The computation of ratios facilitates the comparison of firms which differ in size. Ratios can be used to compare a firm’s financial performance with industry averages. In addition, ratios can be used in a form of trend analysis to identify areas where performance has improved or deteriorated over time. Because Ratio Analysis is based upon Accounting information, its effectiveness is limited by the distortions which arise in financial statements due to such things as Historical Cost Accounting and inflation. Therefore, Ratio Analysis should only be used as a first step in financial analysis, to obtain a quick indication of a firm’s performance and to identify areas which need to be investigated further. The pages below present the most widely used ratios in each of the categories given above. Please keep in mind that there is not universal agreement as to how many of these ratios should be calculated.
You may find that different books use slightly different formulas for the computation of many ratios. Jump to navigation Jump to search A loss ratio is a ratio of losses to gains, used normally in a financial context. Such companies are collecting premiums more than the amount paid in claims. Conversely, insurers that consistently experience high loss ratios may be in bad financial health. The terms “permissible”, “target”, “balance point”, or “expected” loss ratio are used interchangeably to refer to the loss ratio necessary to fulfill the insurer’s profitability goal. This ratio is 1 minus the expense ratio, where the expenses consist of general and administrative expenses, commissions and advertising expenses, profit and contingencies, and various other expenses. For banking, a loss ratio is the total amount of unrecoverable debt when compared to total outstanding debt.

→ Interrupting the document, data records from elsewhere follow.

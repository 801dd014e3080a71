#![allow(dead_code)]

use anyhow::{Result, anyhow};
use async_trait::async_trait;
use axum::{Router, body::Body, http::Request};
use bytes::Bytes;
use http_body_util::BodyExt;
use serde_json::Value;
use std::sync::Arc;
use std::sync::atomic::{AtomicUsize, Ordering};
use std::time::Duration;
use upload_gateway::config::{GatewayConfig, UploadVariant};
use upload_gateway::models::{PutObjectReceipt, StorageKey};
use upload_gateway::services::storage::{MemoryStorageService, StorageService};
use upload_gateway::{AppState, create_app};

pub const BOUNDARY: &str = "---------------------------123456789012345678901234567";

pub enum Part<'a> {
    Text(&'a str, &'a str),
    File {
        field: &'a str,
        filename: &'a str,
        content_type: Option<&'a str>,
        body: &'a [u8],
    },
}

pub fn file<'a>(field: &'a str, filename: &'a str, content_type: &'a str, body: &'a [u8]) -> Part<'a> {
    Part::File {
        field,
        filename,
        content_type: Some(content_type),
        body,
    }
}

pub fn multipart_body(parts: &[Part<'_>]) -> Vec<u8> {
    let mut body = Vec::new();
    for part in parts {
        body.extend_from_slice(format!("--{}\r\n", BOUNDARY).as_bytes());
        match part {
            Part::Text(name, value) => {
                body.extend_from_slice(
                    format!(
                        "Content-Disposition: form-data; name=\"{}\"\r\n\r\n{}\r\n",
                        name, value
                    )
                    .as_bytes(),
                );
            }
            Part::File {
                field,
                filename,
                content_type,
                body: contents,
            } => {
                body.extend_from_slice(
                    format!(
                        "Content-Disposition: form-data; name=\"{}\"; filename=\"{}\"\r\n",
                        field, filename
                    )
                    .as_bytes(),
                );
                if let Some(ct) = content_type {
                    body.extend_from_slice(format!("Content-Type: {}\r\n", ct).as_bytes());
                }
                body.extend_from_slice(b"\r\n");
                body.extend_from_slice(contents);
                body.extend_from_slice(b"\r\n");
            }
        }
    }
    body.extend_from_slice(format!("--{}--\r\n", BOUNDARY).as_bytes());
    body
}

pub fn upload_request(parts: &[Part<'_>]) -> Request<Body> {
    Request::builder()
        .method("POST")
        .uri("/upload")
        .header(
            "Content-Type",
            format!("multipart/form-data; boundary={}", BOUNDARY),
        )
        .body(Body::from(multipart_body(parts)))
        .unwrap()
}

pub fn test_config(variant: UploadVariant) -> GatewayConfig {
    let mut config = GatewayConfig::development();
    config.region = "us-east-1".to_string();
    config.bucket = "test-bucket".to_string();
    config.endpoint = None;
    config.variant = variant;
    config
}

pub fn app_with(storage: Arc<dyn StorageService>, config: GatewayConfig) -> Router {
    create_app(AppState::new(storage, config))
}

pub async fn json_body(response: axum::response::Response) -> Value {
    let body = response.into_body().collect().await.unwrap().to_bytes();
    serde_json::from_slice(&body)
        .unwrap_or_else(|_| panic!("not JSON: {:?}", String::from_utf8_lossy(&body)))
}

/// Storage that fails every key containing `needle` after an optional delay,
/// and delegates the rest to memory.
pub struct FlakyStorage {
    pub inner: MemoryStorageService,
    pub needle: String,
    pub delay: Duration,
    pub calls: AtomicUsize,
}

impl FlakyStorage {
    pub fn new(needle: &str) -> Self {
        Self {
            inner: MemoryStorageService::new("test-bucket"),
            needle: needle.to_string(),
            delay: Duration::ZERO,
            calls: AtomicUsize::new(0),
        }
    }

    pub fn calls(&self) -> usize {
        self.calls.load(Ordering::SeqCst)
    }
}

#[async_trait]
impl StorageService for FlakyStorage {
    async fn put_object(
        &self,
        key: &StorageKey,
        body: Bytes,
        content_type: &str,
    ) -> Result<PutObjectReceipt> {
        self.calls.fetch_add(1, Ordering::SeqCst);
        if key.as_str().contains(&self.needle) {
            return Err(anyhow!("InternalError: We encountered an internal error"));
        }
        tokio::time::sleep(self.delay).await;
        self.inner.put_object(key, body, content_type).await
    }

    async fn check_bucket(&self) -> Result<()> {
        Err(anyhow!("NoSuchBucket"))
    }

    fn bucket(&self) -> &str {
        self.inner.bucket()
    }
}
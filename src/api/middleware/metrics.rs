use axum::{extract::Request, middleware::Next, response::Response};
use std::time::Instant;
use tracing::info;

use super::request_id::REQUEST_ID_HEADER;

pub async fn metrics_middleware(req: Request, next: Next) -> Response {
    let start = Instant::now();
    let method = req.method().clone();
    let path = req.uri().path().to_string();
    let content_length = req
        .headers()
        .get(axum::http::header::CONTENT_LENGTH)
        .and_then(|v| v.to_str().ok())
        .and_then(|v| v.parse::<u64>().ok())
        .unwrap_or(0);

    let response = next.run(req).await;

    let request_id = response
        .headers()
        .get(&REQUEST_ID_HEADER)
        .and_then(|v| v.to_str().ok())
        .unwrap_or("unknown")
        .to_string();

    info!(
        target: "metrics",
        method = %method,
        path = %path,
        status = %response.status().as_u16(),
        request_bytes = content_length,
        latency_ms = %start.elapsed().as_millis(),
        request_id = %request_id,
        "request_completed"
    );

    response
}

These calculations are applied class-wide and used to determine financing fees for loans. Harvey Rubin, Dictionary of Insurance Terms, 4th Ed. Introduction to Ratemaking and Loss Reserving for Property and Casualty Insurance, p. Robinson, “Use And Abuse Of The Medical Loss Ratio To Measure Health Plan Performance”, Health Affairs, vol 16, No. Franken warns against weakening law on health-care spending”. Financial ratios are useful indicators of a firm’s performance and financial situation. Most ratios can be calculated from information provided by the financial statements.